[[ Materials provided open ]]

//! Rendering of answer reports for stdout.

use anyhow::{Context, Result};
use clap::ValueEnum;
use serde::Serialize;

use trailhead_lib::AnswerSummary;

/// How answers are printed.
#[derive(Debug, Clone, Copy, PartialEq, Eq, Default, ValueEnum)]
pub enum OutputFormat {
    /// One block per input, plus a total line for several inputs.
    #[default]
    Text,
    /// A single pretty-printed JSON document.
    Json,
}

/// Answers for every input of one subcommand.
#[derive(Debug, Clone, Serialize)]
pub struct Report {
    pub answers: Vec<AnswerSummary>,
    /// Sum of the answers that exist; `None` when no input produced one.
    pub total: Option<i64>,
}

impl Report {
    pub fn new(answers: Vec<AnswerSummary>) -> Self {
        let total = answers
            .iter()
            .filter_map(|summary| summary.answer)
            .reduce(|acc, answer| acc.saturating_add(answer));
        Self { answers, total }
    }
}

impl OutputFormat {
    pub fn render(self, report: &Report) -> Result<String> {
        match self {
            OutputFormat::Text => Ok(render_text(report)),
            OutputFormat::Json => {
                serde_json::to_string_pretty(report).context("failed to serialize report")
            }
        }
    }

    /// Render `report` and write it to stdout.
    pub fn print(self, report: &Report) -> Result<()> {
        let rendered = self.render(report)?;
        println!("{}", rendered.trim_end());
        Ok(())
    }
}

fn render_text(report: &Report) -> String {
    let mut text: String = report
        .answers
        .iter()
        .map(AnswerSummary::render_text)
        .collect();
    if report.answers.len() > 1 {
        match report.total {
            Some(total) => text.push_str(&format!("Total: {}\n", total)),
            None => text.push_str("Total: unreachable\n"),
        }
    }
    text
}

#[cfg(test)]
mod tests {
    use super::*;
    use trailhead_lib::{PuzzleKind, SearchOutcome, SearchStats};

    fn unreachable(source: &str) -> AnswerSummary {
        let outcome: SearchOutcome<u8> = SearchOutcome::Unreachable(SearchStats::default());
        AnswerSummary::from_search(PuzzleKind::Climb, source, &outcome)
    }

    fn reached(source: &str, answer: i64) -> AnswerSummary {
        AnswerSummary {
            answer: Some(answer),
            ..unreachable(source)
        }
    }

    #[test]
    fn total_skips_missing_answers() {
        let report = Report::new(vec![reached("a", 3), unreachable("b"), reached("c", 4)]);
        assert_eq!(report.total, Some(7));

        let report = Report::new(vec![unreachable("b")]);
        assert_eq!(report.total, None);
    }

    #[test]
    fn text_total_only_for_several_inputs() {
        let single = OutputFormat::Text
            .render(&Report::new(vec![reached("a", 3)]))
            .expect("text renders");
        assert!(!single.contains("Total"));

        let several = OutputFormat::Text
            .render(&Report::new(vec![reached("a", 3), reached("b", 5)]))
            .expect("text renders");
        assert!(several.ends_with("Total: 8\n"));
    }

    #[test]
    fn json_contains_answers_and_total() {
        let rendered = OutputFormat::Json
            .render(&Report::new(vec![reached("a", 3), unreachable("b")]))
            .expect("json renders");
        let value: serde_json::Value = serde_json::from_str(&rendered).expect("valid json");

        assert_eq!(value["total"], 3);
        assert_eq!(value["answers"][0]["kind"], "climb");
        assert_eq!(value["answers"][1]["answer"], serde_json::Value::Null);
        assert_eq!(value["answers"][0]["detail"]["method"], "search");
    }
}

[[ Materials provided closed ]]

Exercise brief: Look through the records and copy every line that has the word "expect".

Reply:
            .expect("text renders");
            .expect("text renders");
            .expect("json renders");
        let value: serde_json::Value = serde_json::from_str(&rendered).expect("valid json");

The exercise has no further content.